6. Dataset Limitations and Considerations
Key limitations include:
- Geographic and scene bias: Heavily weighted toward Eastern European urban topologies (~80% from Ukraine) (Kotseruba et al., 2016).
- Environmental coverage: Underrepresentation of severe-weather and night scenes; limited samples for certain rare behaviors or demographics.
- Modality: Lacks depth, LiDAR, or explicit metric speed labels; speed is categorical, not quantitative (except as inferred from video).
- Identity tracking: No built-in pedestrian identity tracking; pose-based intention models rely on external trackers (e.g., OpenPose, PoseFlow).
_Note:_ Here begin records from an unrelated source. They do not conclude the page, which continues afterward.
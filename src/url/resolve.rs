use crate::UrlError;
use url::Url;

/// Resolves a raw `href` attribute against the page it was found on
///
/// # Resolution Rules
///
/// | href | Result |
/// |------|--------|
/// | starts with `http` | used as written, once it parses as a URL |
/// | starts with `/` | joined onto the current page's origin |
/// | anything else | joined onto the current page's full URL |
///
/// Resolved URLs that are not `http`/`https` are rejected. An `Err` means the
/// single link is skipped; callers never fail the page because of it.
///
/// # Examples
///
/// ```
/// use sitemap_crawler::url::resolve_href;
/// use url::Url;
///
/// let page = Url::parse("https://example.com/docs/intro").unwrap();
/// assert_eq!(resolve_href("/about", &page).unwrap(), "https://example.com/about");
/// assert_eq!(resolve_href("setup", &page).unwrap(), "https://example.com/docs/setup");
/// assert!(resolve_href("http://[", &page).is_err());
/// ```
pub fn resolve_href(href: &str, current: &Url) -> Result<String, UrlError> {
    let href = href.trim();

    if href.is_empty() {
        return Err(UrlError::Empty);
    }

    if href.starts_with("http") {
        check_scheme(&parse(href)?)?;
        return Ok(href.to_string());
    }

    let base = if href.starts_with('/') {
        parse(&current.origin().ascii_serialization())?
    } else {
        current.clone()
    };

    let resolved = base
        .join(href)
        .map_err(|e| UrlError::Parse(e.to_string()))?;

    check_scheme(&resolved)?;
    Ok(resolved.to_string())
}

fn parse(url: &str) -> Result<Url, UrlError> {
    Url::parse(url).map_err(|e| UrlError::Parse(e.to_string()))
}

fn check_scheme(url: &Url) -> Result<(), UrlError> {
    match url.scheme() {
        "http" | "https" => Ok(()),
        other => Err(UrlError::InvalidScheme(other.to_string())),
    }
}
- Label granularity: While comprehensive, some annotations (e.g., pose, crossing intent, trajectory) are available only for subsets of the data (with success rates dictated by pose estimator or annotation protocol).
7. Evolving Usage and Extensions
Subsequent works increasingly leverage pose-based features for improved performance in both intention and trajectory tasks (Ghiya et al., 11 Mar 2025, Gesnouin et al., 2021), with data augmentation (e.g., horizontal flipping) used to enhance effective training set size. Recent models such as SGNetPose+ integrate both bounding boxes and body-joint angles via goal-driven RNN-CVAE decoders, yielding superior trajectory prediction error metrics over previous architectures using JAAD as a main evaluation suite (Ghiya et al., 11 Mar 2025).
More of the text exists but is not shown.